▸ **Task to complete**:
Transcribe exactly the line that contains "for (key, value)" and every line after it to the end of the entries, and nothing more.

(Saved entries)
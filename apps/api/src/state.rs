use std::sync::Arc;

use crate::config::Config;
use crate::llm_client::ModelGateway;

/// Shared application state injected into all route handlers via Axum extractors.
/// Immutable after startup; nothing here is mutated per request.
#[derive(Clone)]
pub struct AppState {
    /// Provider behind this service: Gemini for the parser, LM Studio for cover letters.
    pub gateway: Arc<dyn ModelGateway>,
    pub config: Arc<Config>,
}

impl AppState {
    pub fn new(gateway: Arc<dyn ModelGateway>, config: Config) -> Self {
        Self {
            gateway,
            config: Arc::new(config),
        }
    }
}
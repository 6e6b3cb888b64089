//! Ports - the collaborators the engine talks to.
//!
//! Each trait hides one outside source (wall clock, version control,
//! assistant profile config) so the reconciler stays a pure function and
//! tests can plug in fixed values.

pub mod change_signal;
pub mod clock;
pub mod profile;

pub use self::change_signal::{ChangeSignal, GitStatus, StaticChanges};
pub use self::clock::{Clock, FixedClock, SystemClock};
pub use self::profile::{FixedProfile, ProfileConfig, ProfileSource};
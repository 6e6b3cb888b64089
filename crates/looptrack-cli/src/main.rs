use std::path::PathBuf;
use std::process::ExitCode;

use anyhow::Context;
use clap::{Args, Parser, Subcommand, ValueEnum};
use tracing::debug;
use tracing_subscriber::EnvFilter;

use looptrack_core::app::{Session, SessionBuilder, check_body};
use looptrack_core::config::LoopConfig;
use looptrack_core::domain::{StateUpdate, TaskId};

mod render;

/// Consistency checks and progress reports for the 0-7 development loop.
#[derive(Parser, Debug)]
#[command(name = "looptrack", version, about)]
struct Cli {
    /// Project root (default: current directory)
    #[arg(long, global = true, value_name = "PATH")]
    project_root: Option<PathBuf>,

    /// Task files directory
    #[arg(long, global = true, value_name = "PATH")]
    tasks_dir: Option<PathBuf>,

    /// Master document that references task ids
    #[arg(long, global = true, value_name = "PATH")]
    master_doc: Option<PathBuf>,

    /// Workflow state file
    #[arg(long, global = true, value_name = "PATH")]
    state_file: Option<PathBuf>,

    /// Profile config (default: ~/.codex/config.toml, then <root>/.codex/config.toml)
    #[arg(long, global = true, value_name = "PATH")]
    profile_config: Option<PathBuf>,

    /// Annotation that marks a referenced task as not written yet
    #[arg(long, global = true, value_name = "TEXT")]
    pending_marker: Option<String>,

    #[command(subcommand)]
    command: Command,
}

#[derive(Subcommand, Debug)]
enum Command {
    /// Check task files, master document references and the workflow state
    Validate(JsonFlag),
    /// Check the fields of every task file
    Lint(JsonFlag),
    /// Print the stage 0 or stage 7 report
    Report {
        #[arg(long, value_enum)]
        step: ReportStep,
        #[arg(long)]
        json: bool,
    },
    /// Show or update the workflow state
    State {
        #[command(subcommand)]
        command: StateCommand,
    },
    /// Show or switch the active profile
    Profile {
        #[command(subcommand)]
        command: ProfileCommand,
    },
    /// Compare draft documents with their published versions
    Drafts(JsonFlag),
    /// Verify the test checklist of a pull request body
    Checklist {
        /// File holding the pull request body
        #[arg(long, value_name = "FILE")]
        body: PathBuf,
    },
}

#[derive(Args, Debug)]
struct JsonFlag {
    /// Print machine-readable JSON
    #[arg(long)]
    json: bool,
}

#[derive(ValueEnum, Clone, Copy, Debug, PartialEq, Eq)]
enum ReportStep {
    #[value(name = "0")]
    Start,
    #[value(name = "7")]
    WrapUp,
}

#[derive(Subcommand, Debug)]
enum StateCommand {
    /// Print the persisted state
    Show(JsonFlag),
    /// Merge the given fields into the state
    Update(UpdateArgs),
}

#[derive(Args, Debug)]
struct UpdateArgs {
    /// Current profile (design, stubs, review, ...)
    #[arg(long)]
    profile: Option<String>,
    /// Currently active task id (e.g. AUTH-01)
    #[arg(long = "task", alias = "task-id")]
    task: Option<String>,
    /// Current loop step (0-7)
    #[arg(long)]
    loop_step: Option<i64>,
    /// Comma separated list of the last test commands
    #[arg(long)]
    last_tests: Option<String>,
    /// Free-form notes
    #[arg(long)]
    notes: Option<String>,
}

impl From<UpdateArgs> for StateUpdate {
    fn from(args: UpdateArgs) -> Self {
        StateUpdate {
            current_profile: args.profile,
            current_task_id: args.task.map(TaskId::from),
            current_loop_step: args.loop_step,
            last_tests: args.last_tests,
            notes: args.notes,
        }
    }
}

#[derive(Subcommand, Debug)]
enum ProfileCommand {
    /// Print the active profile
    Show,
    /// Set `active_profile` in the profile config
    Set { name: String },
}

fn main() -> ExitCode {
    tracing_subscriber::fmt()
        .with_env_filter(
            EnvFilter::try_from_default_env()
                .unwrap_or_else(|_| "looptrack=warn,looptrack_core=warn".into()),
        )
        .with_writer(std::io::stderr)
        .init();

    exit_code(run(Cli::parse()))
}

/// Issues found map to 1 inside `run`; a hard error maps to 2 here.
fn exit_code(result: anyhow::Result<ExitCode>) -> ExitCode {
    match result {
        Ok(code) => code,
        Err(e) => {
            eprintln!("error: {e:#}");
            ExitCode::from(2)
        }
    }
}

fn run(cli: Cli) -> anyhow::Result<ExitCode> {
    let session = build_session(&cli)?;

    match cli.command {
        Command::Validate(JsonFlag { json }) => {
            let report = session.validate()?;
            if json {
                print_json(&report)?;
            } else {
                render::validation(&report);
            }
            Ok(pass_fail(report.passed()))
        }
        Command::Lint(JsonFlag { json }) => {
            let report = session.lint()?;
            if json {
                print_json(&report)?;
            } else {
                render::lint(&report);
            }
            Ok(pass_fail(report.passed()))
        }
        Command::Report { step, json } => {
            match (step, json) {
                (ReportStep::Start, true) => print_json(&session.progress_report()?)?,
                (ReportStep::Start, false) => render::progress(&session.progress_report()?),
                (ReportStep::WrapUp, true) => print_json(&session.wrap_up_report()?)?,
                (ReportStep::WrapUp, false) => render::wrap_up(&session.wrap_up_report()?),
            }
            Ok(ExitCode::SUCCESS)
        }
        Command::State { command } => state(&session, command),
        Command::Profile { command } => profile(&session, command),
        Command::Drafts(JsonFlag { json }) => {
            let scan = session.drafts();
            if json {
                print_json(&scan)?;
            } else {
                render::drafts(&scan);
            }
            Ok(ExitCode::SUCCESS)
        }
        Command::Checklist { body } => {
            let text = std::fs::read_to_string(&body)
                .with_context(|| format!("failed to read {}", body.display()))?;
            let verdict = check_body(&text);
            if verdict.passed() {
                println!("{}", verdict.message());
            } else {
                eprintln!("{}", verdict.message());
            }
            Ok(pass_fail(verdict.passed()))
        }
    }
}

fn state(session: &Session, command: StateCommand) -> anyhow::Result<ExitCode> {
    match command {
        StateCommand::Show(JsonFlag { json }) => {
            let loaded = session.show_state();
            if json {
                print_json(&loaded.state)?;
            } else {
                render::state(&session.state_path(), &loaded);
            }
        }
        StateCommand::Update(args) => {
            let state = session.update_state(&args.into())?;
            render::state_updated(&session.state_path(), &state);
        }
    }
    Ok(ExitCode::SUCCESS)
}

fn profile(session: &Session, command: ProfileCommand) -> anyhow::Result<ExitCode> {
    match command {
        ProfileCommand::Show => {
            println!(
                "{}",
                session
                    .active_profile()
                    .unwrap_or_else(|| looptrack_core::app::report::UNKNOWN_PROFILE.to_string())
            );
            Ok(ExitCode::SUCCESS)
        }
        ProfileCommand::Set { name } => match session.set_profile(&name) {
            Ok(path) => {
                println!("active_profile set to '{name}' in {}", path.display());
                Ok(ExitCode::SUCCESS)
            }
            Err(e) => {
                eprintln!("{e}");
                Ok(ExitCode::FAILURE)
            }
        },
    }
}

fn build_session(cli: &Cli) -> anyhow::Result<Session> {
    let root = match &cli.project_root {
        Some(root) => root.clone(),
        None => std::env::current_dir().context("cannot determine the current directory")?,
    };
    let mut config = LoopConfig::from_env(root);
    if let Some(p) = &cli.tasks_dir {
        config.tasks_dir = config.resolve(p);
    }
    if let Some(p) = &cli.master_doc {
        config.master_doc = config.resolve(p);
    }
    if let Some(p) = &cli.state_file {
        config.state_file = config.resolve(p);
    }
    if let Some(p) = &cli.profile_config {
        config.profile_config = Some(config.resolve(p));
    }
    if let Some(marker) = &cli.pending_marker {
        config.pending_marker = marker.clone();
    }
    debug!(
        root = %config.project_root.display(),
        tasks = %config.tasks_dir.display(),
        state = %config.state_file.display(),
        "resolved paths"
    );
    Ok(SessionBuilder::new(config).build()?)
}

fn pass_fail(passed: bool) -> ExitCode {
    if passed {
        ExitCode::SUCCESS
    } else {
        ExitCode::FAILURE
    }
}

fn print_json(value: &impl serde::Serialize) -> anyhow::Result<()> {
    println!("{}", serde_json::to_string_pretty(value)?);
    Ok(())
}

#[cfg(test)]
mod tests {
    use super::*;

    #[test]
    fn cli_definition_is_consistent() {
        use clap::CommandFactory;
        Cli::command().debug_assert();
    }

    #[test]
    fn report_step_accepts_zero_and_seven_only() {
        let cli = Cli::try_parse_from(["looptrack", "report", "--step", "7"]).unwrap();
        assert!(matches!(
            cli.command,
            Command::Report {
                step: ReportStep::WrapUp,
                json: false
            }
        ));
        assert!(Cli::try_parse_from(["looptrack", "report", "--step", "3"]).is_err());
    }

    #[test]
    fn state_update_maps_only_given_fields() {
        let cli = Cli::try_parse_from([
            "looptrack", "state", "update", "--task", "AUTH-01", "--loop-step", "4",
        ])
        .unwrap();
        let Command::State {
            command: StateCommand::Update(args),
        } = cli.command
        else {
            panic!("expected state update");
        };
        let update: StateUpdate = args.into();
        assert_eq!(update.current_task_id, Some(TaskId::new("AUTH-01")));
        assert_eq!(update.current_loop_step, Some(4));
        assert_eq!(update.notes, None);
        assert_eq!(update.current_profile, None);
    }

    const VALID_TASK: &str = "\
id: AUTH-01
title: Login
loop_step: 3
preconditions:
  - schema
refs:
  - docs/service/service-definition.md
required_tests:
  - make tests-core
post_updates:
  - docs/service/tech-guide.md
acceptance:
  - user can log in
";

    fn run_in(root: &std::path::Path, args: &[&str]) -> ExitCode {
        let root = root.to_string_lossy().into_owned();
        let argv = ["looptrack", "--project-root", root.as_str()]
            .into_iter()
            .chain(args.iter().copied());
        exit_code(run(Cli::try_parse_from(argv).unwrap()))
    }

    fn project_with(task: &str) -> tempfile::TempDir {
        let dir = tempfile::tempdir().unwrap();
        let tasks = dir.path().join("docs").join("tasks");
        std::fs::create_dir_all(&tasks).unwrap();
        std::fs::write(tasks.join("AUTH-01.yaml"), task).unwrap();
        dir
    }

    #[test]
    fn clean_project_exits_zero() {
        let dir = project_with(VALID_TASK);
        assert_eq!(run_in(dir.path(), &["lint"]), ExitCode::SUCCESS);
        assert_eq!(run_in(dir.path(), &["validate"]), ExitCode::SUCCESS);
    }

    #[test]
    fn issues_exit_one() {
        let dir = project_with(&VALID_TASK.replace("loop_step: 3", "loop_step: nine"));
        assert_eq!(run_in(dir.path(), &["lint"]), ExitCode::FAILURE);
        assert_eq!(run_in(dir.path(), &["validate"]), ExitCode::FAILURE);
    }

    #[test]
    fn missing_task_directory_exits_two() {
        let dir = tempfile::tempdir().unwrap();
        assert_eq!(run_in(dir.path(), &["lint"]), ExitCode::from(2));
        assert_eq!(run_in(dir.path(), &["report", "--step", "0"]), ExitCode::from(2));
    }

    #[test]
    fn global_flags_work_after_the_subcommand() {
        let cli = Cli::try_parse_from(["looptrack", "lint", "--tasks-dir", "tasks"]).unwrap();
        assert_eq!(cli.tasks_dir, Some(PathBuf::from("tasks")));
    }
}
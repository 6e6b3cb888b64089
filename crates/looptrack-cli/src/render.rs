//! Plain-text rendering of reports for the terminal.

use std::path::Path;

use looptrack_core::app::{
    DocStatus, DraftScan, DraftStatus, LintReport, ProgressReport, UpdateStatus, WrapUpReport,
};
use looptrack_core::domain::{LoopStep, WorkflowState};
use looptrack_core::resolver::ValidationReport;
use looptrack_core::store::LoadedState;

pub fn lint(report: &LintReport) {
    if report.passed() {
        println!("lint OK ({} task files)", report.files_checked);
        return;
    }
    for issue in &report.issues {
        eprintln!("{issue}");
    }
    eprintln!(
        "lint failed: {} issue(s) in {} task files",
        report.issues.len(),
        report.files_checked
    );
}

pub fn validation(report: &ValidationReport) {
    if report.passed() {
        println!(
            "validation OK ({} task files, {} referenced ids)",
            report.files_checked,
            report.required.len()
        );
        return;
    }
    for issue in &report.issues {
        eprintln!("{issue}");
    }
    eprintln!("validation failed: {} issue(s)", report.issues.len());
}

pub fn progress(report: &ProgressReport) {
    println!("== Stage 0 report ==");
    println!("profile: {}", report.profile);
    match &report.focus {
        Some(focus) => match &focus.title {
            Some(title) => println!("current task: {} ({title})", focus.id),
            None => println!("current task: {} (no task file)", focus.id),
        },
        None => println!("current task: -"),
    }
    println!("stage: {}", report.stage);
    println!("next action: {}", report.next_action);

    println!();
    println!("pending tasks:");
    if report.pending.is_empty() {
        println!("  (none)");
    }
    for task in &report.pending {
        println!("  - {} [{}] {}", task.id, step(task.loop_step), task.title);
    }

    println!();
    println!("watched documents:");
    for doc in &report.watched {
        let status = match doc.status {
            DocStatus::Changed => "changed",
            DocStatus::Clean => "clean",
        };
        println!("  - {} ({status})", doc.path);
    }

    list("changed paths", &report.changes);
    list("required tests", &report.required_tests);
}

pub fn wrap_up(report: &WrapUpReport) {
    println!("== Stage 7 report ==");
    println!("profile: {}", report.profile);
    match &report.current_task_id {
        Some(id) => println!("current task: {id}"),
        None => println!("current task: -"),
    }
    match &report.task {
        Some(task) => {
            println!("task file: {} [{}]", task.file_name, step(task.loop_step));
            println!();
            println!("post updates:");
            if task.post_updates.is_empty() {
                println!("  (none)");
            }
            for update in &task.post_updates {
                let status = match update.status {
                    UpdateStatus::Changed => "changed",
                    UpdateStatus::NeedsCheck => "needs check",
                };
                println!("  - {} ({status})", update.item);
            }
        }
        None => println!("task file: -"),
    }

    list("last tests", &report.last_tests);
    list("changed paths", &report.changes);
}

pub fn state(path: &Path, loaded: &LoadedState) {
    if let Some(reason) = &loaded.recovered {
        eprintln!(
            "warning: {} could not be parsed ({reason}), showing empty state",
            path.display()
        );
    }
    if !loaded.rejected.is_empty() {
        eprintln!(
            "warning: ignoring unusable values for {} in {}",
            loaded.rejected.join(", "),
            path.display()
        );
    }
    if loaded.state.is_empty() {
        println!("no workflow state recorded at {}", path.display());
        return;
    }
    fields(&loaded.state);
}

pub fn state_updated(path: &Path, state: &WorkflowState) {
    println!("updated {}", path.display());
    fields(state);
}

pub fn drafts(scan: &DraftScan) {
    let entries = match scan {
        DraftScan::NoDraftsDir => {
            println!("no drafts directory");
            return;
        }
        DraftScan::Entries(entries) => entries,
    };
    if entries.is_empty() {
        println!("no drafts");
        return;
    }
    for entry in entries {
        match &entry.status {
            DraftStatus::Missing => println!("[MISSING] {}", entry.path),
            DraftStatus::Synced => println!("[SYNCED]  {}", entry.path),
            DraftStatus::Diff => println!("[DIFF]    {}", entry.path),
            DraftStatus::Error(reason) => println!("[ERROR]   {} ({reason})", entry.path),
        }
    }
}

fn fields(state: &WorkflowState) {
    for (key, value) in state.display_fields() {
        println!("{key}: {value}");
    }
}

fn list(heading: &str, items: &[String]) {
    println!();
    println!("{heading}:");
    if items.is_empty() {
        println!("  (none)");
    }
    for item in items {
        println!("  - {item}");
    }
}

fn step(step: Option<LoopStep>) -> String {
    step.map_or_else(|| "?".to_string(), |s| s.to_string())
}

▸ **Answer below**:
    for (key, value) in state.display_fields() {
        println!("{key}: {value}");
    }
}

fn list(heading: &str, items: &[String]) {
    println!();
    println!("{heading}:");
    if items.is_empty() {
        println!("  (none)");
    }
    for item in items {
        println!("  - {item}");
    }
}

fn step(step: Option<LoopStep>) -> String {
    step.map_or_else(|| "?".to_string(), |s| s.to_string())
}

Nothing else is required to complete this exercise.